As I look at the markets from my perspective of 36+ years of day-to-day participation and advising, I am quite convinced that we’re going to see the economy grow much more than what the prevailing wisdom has it…and ahead of this growth, the equity markets will improve very nicely.

Here’s a few reasons why I quite comfortable saying this. Look for continuing drops in business inventories; increasing exports; home building to bottom soon and begin to rise as starts must rise a lot, just to get to normal and that consumer spending will continue to rise as well.

Bottom line.

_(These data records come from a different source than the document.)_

//! Error types and handling for patchscan
//!
//! Cancellation is modelled as its own variant rather than a failure so that
//! callers can tell "the user stopped the run" apart from "the run broke".
//! Per-file decision failures carry the manifest name they were raised for.

use std::path::PathBuf;

/// Error severity level
#[derive(Debug, Clone, Copy, PartialEq, Eq, PartialOrd, Ord)]
#[cfg_attr(feature = "serde", derive(serde::Serialize, serde::Deserialize))]
pub enum ErrorSeverity {
    /// Low severity - normal termination path
    Low,
    /// Medium severity - the run failed but may succeed if repeated
    Medium,
    /// High severity - the run cannot succeed without intervention
    High,
}

/// Main error type for patchscan operations
#[derive(thiserror::Error, Debug)]
#[cfg_attr(feature = "serde", derive(serde::Serialize, serde::Deserialize))]
pub enum Error {
    /// I/O operation failed
    #[error("I/O error: {message}")]
    Io {
        /// Error message from the I/O operation
        message: String,
    },

    /// File not found
    #[error("File not found: {path}")]
    FileNotFound {
        /// Path to the file that was not found
        path: PathBuf,
    },

    /// Permission denied
    #[error("Permission denied: {path}")]
    PermissionDenied {
        /// Path to the file with permission issues
        path: PathBuf,
    },

    /// Configuration error
    #[error("Configuration error: {message}")]
    Config {
        /// Error message describing the configuration issue
        message: String,
    },

    /// The manifest source failed to produce a manifest
    #[error("Manifest error: {message}")]
    Manifest {
        /// Error message describing the manifest failure
        message: String,
    },

    /// The cache store failed to produce a snapshot
    #[error("Cache store error: {message}")]
    Cache {
        /// Error message describing the cache failure
        message: String,
    },

    /// The large-address-aware detector failed
    #[error("LAA detector error: {message}")]
    Detector {
        /// Error message describing the detector failure
        message: String,
    },

    /// Deciding whether a single file needs an update failed
    #[error("Failed to check '{name}': {message}")]
    Decision {
        /// Manifest name of the file being checked
        name: String,
        /// Error message describing the failure
        message: String,
    },

    /// Operation cancelled
    #[error("Operation cancelled")]
    Cancelled,

    /// Generic error with custom message
    #[error("{message}")]
    Other {
        /// Custom error message
        message: String,
    },
}

/// Error kind for categorizing errors
#[derive(Debug, Clone, Copy, PartialEq, Eq)]
pub enum ErrorKind {
    /// I/O related errors
    Io,
    /// Configuration errors
    Config,
    /// Manifest source errors
    Manifest,
    /// Cache store errors
    Cache,
    /// LAA detector errors
    Detector,
    /// Per-file decision errors
    Decision,
    /// Cancellation
    Cancelled,
    /// Other errors
    Other,
}

impl Error {
    /// Get the error kind
    pub fn kind(&self) -> ErrorKind {
        match self {
            Self::Io { .. } | Self::FileNotFound { .. } | Self::PermissionDenied { .. } => {
                ErrorKind::Io
            }
            Self::Config { .. } => ErrorKind::Config,
            Self::Manifest { .. } => ErrorKind::Manifest,
            Self::Cache { .. } => ErrorKind::Cache,
            Self::Detector { .. } => ErrorKind::Detector,
            Self::Decision { .. } => ErrorKind::Decision,
            Self::Cancelled => ErrorKind::Cancelled,
            Self::Other { .. } => ErrorKind::Other,
        }
    }

    /// Get the error severity level
    pub fn severity(&self) -> ErrorSeverity {
        match self {
            Self::Cancelled => ErrorSeverity::Low,
            Self::Io { .. }
            | Self::Manifest { .. }
            | Self::Cache { .. }
            | Self::Detector { .. }
            | Self::Decision { .. }
            | Self::Other { .. } => ErrorSeverity::Medium,
            Self::FileNotFound { .. } | Self::PermissionDenied { .. } | Self::Config { .. } => {
                ErrorSeverity::High
            }
        }
    }

    /// Check whether this is the cancellation outcome rather than a failure
    pub fn is_cancelled(&self) -> bool {
        matches!(self, Self::Cancelled)
    }

    /// Create an I/O error that names the path it happened on
    pub fn io_at(path: impl Into<PathBuf>, error: &std::io::Error) -> Self {
        let path = path.into();
        match error.kind() {
            std::io::ErrorKind::NotFound => Self::FileNotFound { path },
            std::io::ErrorKind::PermissionDenied => Self::PermissionDenied { path },
            _ => Self::Io {
                message: format!("'{}': {}", path.display(), error),
            },
        }
    }

    /// Create a new configuration error
    pub fn config<S: Into<String>>(message: S) -> Self {
        Self::Config {
            message: message.into(),
        }
    }

    /// Create a new manifest error
    pub fn manifest<S: Into<String>>(message: S) -> Self {
        Self::Manifest {
            message: message.into(),
        }
    }

    /// Create a new cache store error
    pub fn cache<S: Into<String>>(message: S) -> Self {
        Self::Cache {
            message: message.into(),
        }
    }

    /// Create a new detector error
    pub fn detector<S: Into<String>>(message: S) -> Self {
        Self::Detector {
            message: message.into(),
        }
    }

    /// Create a new per-file decision error
    pub fn decision<N: Into<String>, S: Into<String>>(name: N, message: S) -> Self {
        Self::Decision {
            name: name.into(),
            message: message.into(),
        }
    }

    /// Create a new generic error
    pub fn other<S: Into<String>>(message: S) -> Self {
        Self::Other {
            message: message.into(),
        }
    }
}

impl From<std::io::Error> for Error {
    fn from(error: std::io::Error) -> Self {
        Self::Io {
            message: error.to_string(),
        }
    }
}
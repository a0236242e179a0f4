//! Result type alias for patchscan operations

use crate::Error;

/// Result type alias for patchscan operations
pub type Result<T> = std::result::Result<T, Error>;
//! Configuration module - Environment-based configuration

use std::env;
use std::path::PathBuf;
use std::sync::Arc;
use std::time::Duration;

use tracing::warn;
use uuid::Uuid;

use crate::credentials::cipher::generate_encryption_key;
use crate::credentials::service::DEFAULT_CREDENTIAL_NAME;
use crate::credentials::CredentialsService;
use crate::nodes::description::BASE_NAMESPACE;
use crate::nodes::NodeTypes;

/// Application configuration loaded from environment variables
#[derive(Debug, Clone)]
pub struct Config {
    // Server config
    pub host: String,
    pub port: u16,

    // Node registry
    pub nodes_dir: PathBuf,
    pub node_load_timeout: Duration,
    pub tool_namespaces: Vec<String>,

    // Credentials
    pub encryption_key: String,
    pub credentials_default_name: String,
    pub sharing_enabled: bool,
    pub owner_user_id: Option<Uuid>,
}

impl Config {
    /// Load configuration from environment variables
    pub fn from_env() -> Self {
        let host = env::var("N8N_HOST").unwrap_or_else(|_| "0.0.0.0".to_string());
        let port = env::var("N8N_PORT")
            .unwrap_or_else(|_| "5678".to_string())
            .parse()
            .unwrap_or(5678);

        let node_load_timeout_ms = env::var("N8N_NODE_LOAD_TIMEOUT_MS")
            .ok()
            .and_then(|v| v.parse().ok())
            .unwrap_or(5000);

        let tool_namespaces = env::var("N8N_TOOL_NAMESPACES")
            .map(|v| parse_list(&v))
            .unwrap_or_else(|_| vec![BASE_NAMESPACE.to_string()]);

        let encryption_key = match env::var("N8N_ENCRYPTION_KEY") {
            Ok(key) if !key.is_empty() => key,
            _ => {
                warn!("N8N_ENCRYPTION_KEY is not set, using a generated key; stored credentials will not survive a restart");
                generate_encryption_key()
            }
        };

        Self {
            host,
            port,
            nodes_dir: env::var("N8N_NODES_DIR")
                .map(PathBuf::from)
                .unwrap_or_else(|_| PathBuf::from("./nodes")),
            node_load_timeout: Duration::from_millis(node_load_timeout_ms),
            tool_namespaces,
            encryption_key,
            credentials_default_name: env::var("CREDENTIALS_DEFAULT_NAME")
                .unwrap_or_else(|_| DEFAULT_CREDENTIAL_NAME.to_string()),
            sharing_enabled: env::var("N8N_SHARING_ENABLED")
                .map(|v| parse_bool(&v))
                .unwrap_or(true),
            owner_user_id: env::var("N8N_OWNER_USER_ID")
                .ok()
                .and_then(|v| Uuid::parse_str(&v).ok()),
        }
    }

    /// Get server bind address
    pub fn bind_addr(&self) -> String {
        format!("{}:{}", self.host, self.port)
    }
}

fn parse_list(value: &str) -> Vec<String> {
    value
        .split(',')
        .map(str::trim)
        .filter(|s| !s.is_empty())
        .map(str::to_string)
        .collect()
}

fn parse_bool(value: &str) -> bool {
    !matches!(value.trim().to_lowercase().as_str(), "false" | "0" | "no" | "off")
}

/// Shared application state
#[derive(Clone)]
pub struct AppState {
    pub config: Arc<Config>,
    pub node_types: Arc<NodeTypes>,
    pub credentials: Arc<CredentialsService>,
}

impl AppState {
    pub fn new(config: Config, node_types: NodeTypes, credentials: CredentialsService) -> Self {
        Self {
            config: Arc::new(config),
            node_types: Arc::new(node_types),
            credentials: Arc::new(credentials),
        }
    }
}
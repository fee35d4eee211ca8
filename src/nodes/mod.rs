//! Node type registry.
//!
//! Maps node type names (`n8n-nodes-base.webhook`) to loaded node
//! implementations, including:
//! - Lazy, exactly-once loading through a pluggable [`NodeLoader`]
//! - Version resolution for versioned node containers
//! - AI tool variants (`...Tool`) derived from tool-capable nodes
//! - Translation file lookup next to the node sources

pub mod builtin;
pub mod catalog;
pub mod description;
pub mod error;
pub mod loader;
pub mod manifest;
pub mod node_type;
pub mod registry;
pub mod special_parameters;
pub mod tool;
pub mod translation;
pub mod versioned;

pub use builtin::BuiltinLoader;
pub use catalog::{KnownNode, KnownNodes};
pub use description::{
    NeededNodeType, NodeConnectionConfig, NodeProperty, NodePropertyType, NodeTypeBaseDescription,
    NodeTypeDescription, NodeVersion,
};
pub use error::{LoadError, NodeTypesError, NodeTypesResult};
pub use loader::{IsolatedLoader, LoaderChain, NodeLoader};
pub use manifest::ManifestLoader;
pub use node_type::{AnyNodeType, LoadedClass, NodeType};
pub use registry::{DescriptionWithSource, NodeTypes};
pub use versioned::VersionedNodeType;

Get your money out of the First National Mattress and put it to work for you now.

Tea Leaf Readings
(I use this term to describe quotes from a number of opinion leaders about current market and economic events – what they see happening now and their expectations.)

“You’ve got a corporate America that’s poised for growth coming into the second half and the first half of next year. Inventory levels are down, companies have right-sized their levels of employment. You’re going to be in place for an explosive growth in a couple of quarters and the best upside surprise will be in technology.” - Art Hogan, managing director, Jefferies

“While markets remain fragile and we recognize the challenges the broader economy faces, our second quarter results reflected the combination of improving financial market conditions and a deep and diverse client franchise." - Lloyd C. Blankfein, Chief Executive, Goldman Sachs Group (announcing profits jumping 65% from a year earlier)

“The Great He-Cession - The unemployment rate for men hit double-digits, 10%, in June, while for women it's 7.6%. The industries that tend to employ lots of men, such as construction and manufacturing (and auto dealerships), have suffered deeper job cuts in the recession than the education and healthcare jobs that employ more women.” – Wall Street Journal

“Crude oil will collapse to $20 a barrel this year as the recession takes a deeper toll on fuel demand. A crude surplus of 100 million barrels will accumulate by the end of the year, straining global storage capacity and sending prices to a seven-year low. Supply is outpacing demand by about 1 million barrels a day.” - Philip Verleger, academic and former US government adviser (He correctly predicted in 2007 that prices were set to exceed $100.)

“Stocks traded outside of the U.S. are worth $14 trillion, or 59% of total value of global shares. (The figures are as of June 30.) Yet the average American has only 11% of their stock holdings abroad…they are missing an opportunity for better diversification and returns.” – Forbes

“Bank stocks are in for, at least, a short-term gain of 15% as the industry benefits from accounting changes and legislation aimed at helping lenders.” – Meredith Whitney, bank analyst (She had been very bearish on the entire sector since early 2007)

"The data showed the (Chinese) economic recovery is stronger than expected. There will be no suspense about achieving the government's goal of 8% GDP growth this year." - " Zhu Jianfang, chief economist, Citic Securities, Ltd.

Economic reports from the past week (with occasional translations…)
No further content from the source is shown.